* [TASK STATEMENT] Copy each line of the listing that includes "field".

═════ THE RECORDS ═════

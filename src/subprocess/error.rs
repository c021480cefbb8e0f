use super::runner::ExitStatus;

#[derive(Debug, thiserror::Error)]
pub enum ProcessError {
    #[error("Command not found: {0}")]
    CommandNotFound(String),

    #[error("Failed to spawn '{command}': {source}")]
    SpawnFailed {
        command: String,
        #[source]
        source: std::io::Error,
    },

    /// The command ran to completion with a failing status.
    #[error("{message}")]
    Failed {
        command: String,
        status: ExitStatus,
        message: String,
    },

    #[error("IO error: {0}")]
    Io(#[from] std::io::Error),

    /// The shared command lock could not be acquired.
    #[error(transparent)]
    Lock(#[from] crate::sync::LockError),

    #[error("Internal error: {message}")]
    InternalError { message: String },

    #[error("Mock expectation not met: {0}")]
    MockExpectationNotMet(String),
}

impl ProcessError {
    /// Exit code of a command that ran and failed, if it exited normally.
    pub fn exit_code(&self) -> Option<i32> {
        match self {
            ProcessError::Failed { status, .. } => status.code(),
            _ => None,
        }
    }
}

/// Map an error from `spawn()` onto the matching variant.
pub fn map_spawn_error(error: std::io::Error, command: &str) -> ProcessError {
    if error.kind() == std::io::ErrorKind::NotFound {
        ProcessError::CommandNotFound(command.to_string())
    } else {
        ProcessError::SpawnFailed {
            command: command.to_string(),
            source: error,
        }
    }
}

/// Build the terminal error for a failed invocation.
///
/// Priority: captured stderr text, then the spawn error, then a synthetic
/// `unknown error, code:N` message.
pub fn resolve_failure(
    command: &str,
    stderr: &[u8],
    spawn_error: Option<std::io::Error>,
    status: ExitStatus,
) -> ProcessError {
    if !stderr.is_empty() {
        return ProcessError::Failed {
            command: command.to_string(),
            status,
            message: String::from_utf8_lossy(stderr).trim_end().to_string(),
        };
    }

    if let Some(error) = spawn_error {
        return map_spawn_error(error, command);
    }

    let message = match status {
        ExitStatus::Signal(signal) => format!("unknown error, signal:{signal}"),
        other => format!("unknown error, code:{}", other.code().unwrap_or(-1)),
    };
    ProcessError::Failed {
        command: command.to_string(),
        status,
        message,
    }
}

#[cfg(test)]
mod tests {
    use super::*;

    #[test]
    fn test_stderr_takes_priority() {
        let spawn = std::io::Error::other("spawn broke");
        let err = resolve_failure("git log", b"fatal: boom\n", Some(spawn), ExitStatus::Error(7));
        assert_eq!(err.to_string(), "fatal: boom");
        assert_eq!(err.exit_code(), Some(7));
    }

    #[test]
    fn test_spawn_error_used_without_stderr() {
        let spawn = std::io::Error::new(std::io::ErrorKind::PermissionDenied, "denied");
        let err = resolve_failure("git", b"", Some(spawn), ExitStatus::Error(-1));
        match err {
            ProcessError::SpawnFailed { command, source } => {
                assert_eq!(command, "git");
                assert_eq!(source.kind(), std::io::ErrorKind::PermissionDenied);
            }
            other => panic!("Expected SpawnFailed, got {other:?}"),
        }
    }

    #[test]
    fn test_missing_executable_maps_to_command_not_found() {
        let spawn = std::io::Error::new(std::io::ErrorKind::NotFound, "no such file");
        let err = resolve_failure("gti", b"", Some(spawn), ExitStatus::Error(-1));
        assert!(matches!(err, ProcessError::CommandNotFound(ref cmd) if cmd == "gti"));
    }

    #[test]
    fn test_generic_message_uses_exit_code() {
        let err = resolve_failure("git", b"", None, ExitStatus::Error(128));
        assert_eq!(err.to_string(), "unknown error, code:128");
    }

    #[test]
    fn test_generic_message_for_signal() {
        let err = resolve_failure("git", b"", None, ExitStatus::Signal(9));
        assert_eq!(err.to_string(), "unknown error, signal:9");
        assert_eq!(err.exit_code(), None);
    }
}
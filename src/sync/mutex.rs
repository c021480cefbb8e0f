//! Fair, FIFO, timeout-capable async mutex
//!
//! Waiters are granted strictly in arrival order. A waiter whose timeout
//! fires stays in the queue marked as expired; when the queue reaches it on
//! a later release the grant skips straight through to the next entry.

use std::collections::VecDeque;
use std::sync::atomic::{AtomicBool, Ordering};
use std::sync::{Arc, Mutex, MutexGuard, PoisonError};
use std::time::Duration;
use tokio::sync::oneshot;

#[derive(Debug, Clone, PartialEq, Eq, thiserror::Error)]
pub enum LockError {
    #[error("Mutex acquire timeout after {0:?}")]
    Timeout(Duration),

    #[error("Mutex waiter was dropped before it could be granted")]
    Abandoned,
}

/// Queue entry for a blocked `acquire` call.
struct Waiter {
    grant: oneshot::Sender<()>,
    expired: Arc<AtomicBool>,
}

#[derive(Default)]
struct LockState {
    held: bool,
    queue: VecDeque<Waiter>,
}

#[derive(Default)]
struct Inner {
    state: Mutex<LockState>,
}

impl Inner {
    fn lock_state(&self) -> MutexGuard<'_, LockState> {
        self.state.lock().unwrap_or_else(PoisonError::into_inner)
    }

    /// Hand the lock to the longest-waiting live waiter, or free it.
    fn release(&self) {
        let mut state = self.lock_state();
        while let Some(waiter) = state.queue.pop_front() {
            if waiter.expired.load(Ordering::Acquire) {
                tracing::trace!("Skipping expired mutex waiter");
                continue;
            }
            // A failed send means the acquiring future was dropped.
            if waiter.grant.send(()).is_ok() {
                return;
            }
            tracing::trace!("Skipping abandoned mutex waiter");
        }
        state.held = false;
    }
}

/// Async mutex shared by every command invocation of an executor.
///
/// Cloning yields another handle to the same lock.
#[derive(Clone, Default)]
pub struct FifoMutex {
    inner: Arc<Inner>,
}

/// Release capability returned by a successful acquire.
///
/// Dropping the guard releases the lock exactly once.
#[must_use = "the lock is released as soon as the guard is dropped"]
pub struct FifoMutexGuard {
    inner: Arc<Inner>,
}

impl FifoMutexGuard {
    /// Release the lock explicitly.
    pub fn release(self) {
        drop(self);
    }
}

impl Drop for FifoMutexGuard {
    fn drop(&mut self) {
        self.inner.release();
    }
}

impl std::fmt::Debug for FifoMutexGuard {
    fn fmt(&self, f: &mut std::fmt::Formatter<'_>) -> std::fmt::Result {
        f.debug_struct("FifoMutexGuard").finish_non_exhaustive()
    }
}

impl std::fmt::Debug for FifoMutex {
    fn fmt(&self, f: &mut std::fmt::Formatter<'_>) -> std::fmt::Result {
        f.debug_struct("FifoMutex")
            .field("locked", &self.is_locked())
            .field("waiting", &self.waiting())
            .finish()
    }
}

impl FifoMutex {
    pub fn new() -> Self {
        Self::default()
    }

    /// Wait for the lock with no deadline.
    pub async fn acquire(&self) -> Result<FifoMutexGuard, LockError> {
        self.enqueue().wait().await
    }

    /// Wait for the lock, giving up after `timeout`.
    ///
    /// A zero timeout fails immediately whenever the lock is held.
    pub async fn acquire_timeout(&self, timeout: Duration) -> Result<FifoMutexGuard, LockError> {
        self.enqueue().wait_timeout(timeout).await
    }

    /// Take a place in the queue now and wait for it later.
    ///
    /// The ticket's position is fixed when this returns, so callers that
    /// enqueue in order are granted in that order no matter when they wait.
    pub fn enqueue(&self) -> LockTicket {
        let mut state = self.inner.lock_state();
        if !state.held {
            state.held = true;
            return LockTicket(Ticket::Granted(self.guard()));
        }

        let (grant, granted) = oneshot::channel();
        let expired = Arc::new(AtomicBool::new(false));
        state.queue.push_back(Waiter {
            grant,
            expired: Arc::clone(&expired),
        });
        LockTicket(Ticket::Queued {
            pending: PendingGrant {
                granted,
                inner: Arc::clone(&self.inner),
                settled: false,
            },
            expired,
        })
    }

    /// Take the lock only if it is free right now.
    pub fn try_acquire(&self) -> Option<FifoMutexGuard> {
        let mut state = self.inner.lock_state();
        if state.held {
            return None;
        }
        state.held = true;
        Some(self.guard())
    }

    pub fn is_locked(&self) -> bool {
        self.inner.lock_state().held
    }

    /// Number of queued entries, expired ones included.
    pub fn waiting(&self) -> usize {
        self.inner.lock_state().queue.len()
    }

    fn guard(&self) -> FifoMutexGuard {
        FifoMutexGuard {
            inner: Arc::clone(&self.inner),
        }
    }
}

/// A reserved place in a [`FifoMutex`] queue.
///
/// Dropping an unredeemed ticket gives up the place; a grant that already
/// reached it is passed on to the next waiter.
#[must_use = "dropping a ticket gives up its place in the queue"]
pub struct LockTicket(Ticket);

enum Ticket {
    /// The lock was free when the ticket was issued
    Granted(FifoMutexGuard),
    /// Waiting behind earlier holders
    Queued {
        pending: PendingGrant,
        expired: Arc<AtomicBool>,
    },
}

impl std::fmt::Debug for LockTicket {
    fn fmt(&self, f: &mut std::fmt::Formatter<'_>) -> std::fmt::Result {
        f.debug_struct("LockTicket")
            .field("granted", &self.is_granted())
            .finish()
    }
}

impl LockTicket {
    /// True when the lock was free at issue and is already held by this ticket.
    pub fn is_granted(&self) -> bool {
        matches!(self.0, Ticket::Granted(_))
    }

    /// Wait for this ticket's turn with no deadline.
    pub async fn wait(self) -> Result<FifoMutexGuard, LockError> {
        match self.0 {
            Ticket::Granted(guard) => Ok(guard),
            Ticket::Queued { mut pending, .. } => {
                let outcome = (&mut pending.granted)
                    .await
                    .map_err(|_| LockError::Abandoned);
                pending.settle(outcome)
            }
        }
    }

    /// Wait for this ticket's turn, giving up after `timeout`.
    ///
    /// An expired ticket stays queued and is skipped when its turn comes.
    pub async fn wait_timeout(self, timeout: Duration) -> Result<FifoMutexGuard, LockError> {
        let (mut pending, expired) = match self.0 {
            Ticket::Granted(guard) => return Ok(guard),
            Ticket::Queued { pending, expired } => (pending, expired),
        };

        let outcome = match tokio::time::timeout(timeout, &mut pending.granted).await {
            Ok(result) => result.map_err(|_| LockError::Abandoned),
            Err(_) => {
                // Closing first settles a grant that raced the timer.
                pending.granted.close();
                if pending.granted.try_recv().is_ok() {
                    Ok(())
                } else {
                    expired.store(true, Ordering::Release);
                    tracing::warn!("Mutex acquire timed out after {:?}", timeout);
                    Err(LockError::Timeout(timeout))
                }
            }
        };
        pending.settle(outcome)
    }
}

/// Receiving half of a queued waiter.
///
/// If the acquiring future is dropped after the grant was sent but before
/// it was observed, the lock is passed on instead of leaking.
struct PendingGrant {
    granted: oneshot::Receiver<()>,
    inner: Arc<Inner>,
    settled: bool,
}

impl PendingGrant {
    fn settle(mut self, outcome: Result<(), LockError>) -> Result<FifoMutexGuard, LockError> {
        self.settled = true;
        outcome.map(|()| FifoMutexGuard {
            inner: Arc::clone(&self.inner),
        })
    }
}

impl Drop for PendingGrant {
    fn drop(&mut self) {
        if self.settled {
            return;
        }
        self.granted.close();
        if self.granted.try_recv().is_ok() {
            tracing::trace!("Passing on a grant received by a dropped waiter");
            self.inner.release();
        }
    }
}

═════

* [EXPECTED ANSWER]
            .field("locked", &self.is_locked())
            .field("waiting", &self.waiting())
            .field("granted", &self.is_granted())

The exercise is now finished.